Gilles Fraysse redoute surtout, comme beaucoup d'autres élus locaux, que la filière « minimise » les problèmes. La sortie de Liza Bellulo, la nouvelle présidente de la FFT, par ailleurs secrétaire générale de Bouygues Telecom, l'a particulièrement inquiétée. D'après elle, il n'y aurait « que » 5.000 points de mutualisation à « remettre aujourd'hui en conformité » sur les 200.000 existants dans l'Hexagone. « Cela veut dire qu'il y en a 195.000 qui fonctionnent plutôt bien », a-t-elle renchéri. C'est peu dire que cette phrase a fait grincer des dents parmi les représentants des collectivités présents au colloque de l'Avicca. Président d'InfraNum, Philippe Le Grand a considéré, pour sa part, qu'« il y a des problèmes sur tout le territoire » national. Mais il s'est montré optimiste. « Notre plan qualité, ce n'est pas du blabla », a-t-il lancé pour éteindre l'incendie.
« Les sous-traitants rognent sur tout »
Lors des débats, c'est toute la mécanique et l'organisation de la filière qui ont été pointées du doigt. Secrétaire général de l'Acnet, qui rassemble des sous-traitants des grands opérateurs, Jean-Luc Toussaint a dénoncé « les prix beaucoup trop bas des interventions ». D'après lui, plusieurs sous-traitants sont aujourd'hui dans « une situation catastrophique ». Les tarifs ne permettent plus, selon lui, à la filière de vivre correctement en bout de chaîne. Résultat : « les entreprises rognent sur tout », dit-il. « Sur la sécurité, a-t-il ajouté. Mais aussi sur la sécurité » des techniciens.

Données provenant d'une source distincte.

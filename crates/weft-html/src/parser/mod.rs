//! HTML tree construction.
//!
//! [§ 13.2.6 Tree construction](https://html.spec.whatwg.org/multipage/parsing.html#tree-construction)

mod adoption_agency;
mod core;
mod foreign_content;
mod formatting_elements;
mod insertion;
mod modes;
mod open_elements;
mod quirks;

pub use self::core::{InsertionMode, ParseResult, ParseStatus, Parser, ParserOptions};
pub use foreign_content::{
    adjust_foreign_attributes, adjust_mathml_attributes, adjust_svg_attributes,
    adjusted_svg_tag_name,
};
pub use formatting_elements::{FormattingElement, FormattingElementList, FormattingEntry};
pub use open_elements::{OpenElementStack, StackEntry, is_special};
pub use quirks::{document_mode, is_conforming_doctype};
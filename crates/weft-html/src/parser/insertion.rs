//! Creating and inserting nodes.
//!
//! [§ 13.2.6.1 Creating and inserting nodes](https://html.spec.whatwg.org/multipage/parsing.html#creating-and-inserting-nodes)

use weft_dom::{Location, Namespace, NodeLocation, TreeAdapter};

use super::core::{InsertionMode, InsertionPlace, Parser};
use super::formatting_elements::FormattingEntry;
use super::open_elements::StackEntry;
use crate::error::ErrorCode;
use crate::tokenizer::{Token, TokenizerState};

Jean-Luc Toussaint a, au passage, critiqué « l'ubérisation » de la profession, fustigeant la main d'œuvre employée par certains acteurs. « Dans les cités à Marseille, c'est ou tu fais du shit, ou tu fais de la fibre ! », a-t-il canardé. Philippe Le Grand a, de son côté, admis qu'il fallait réviser le « partage de la valeur » au sein de la filière. InfraNum et la FFT tablent sur la formation et un système de labellisation des sous-traitants pour sortir les brebis galeuses du jeu. Les attentes des collectivités n'ont, dans tous les cas, jamais été aussi fortes.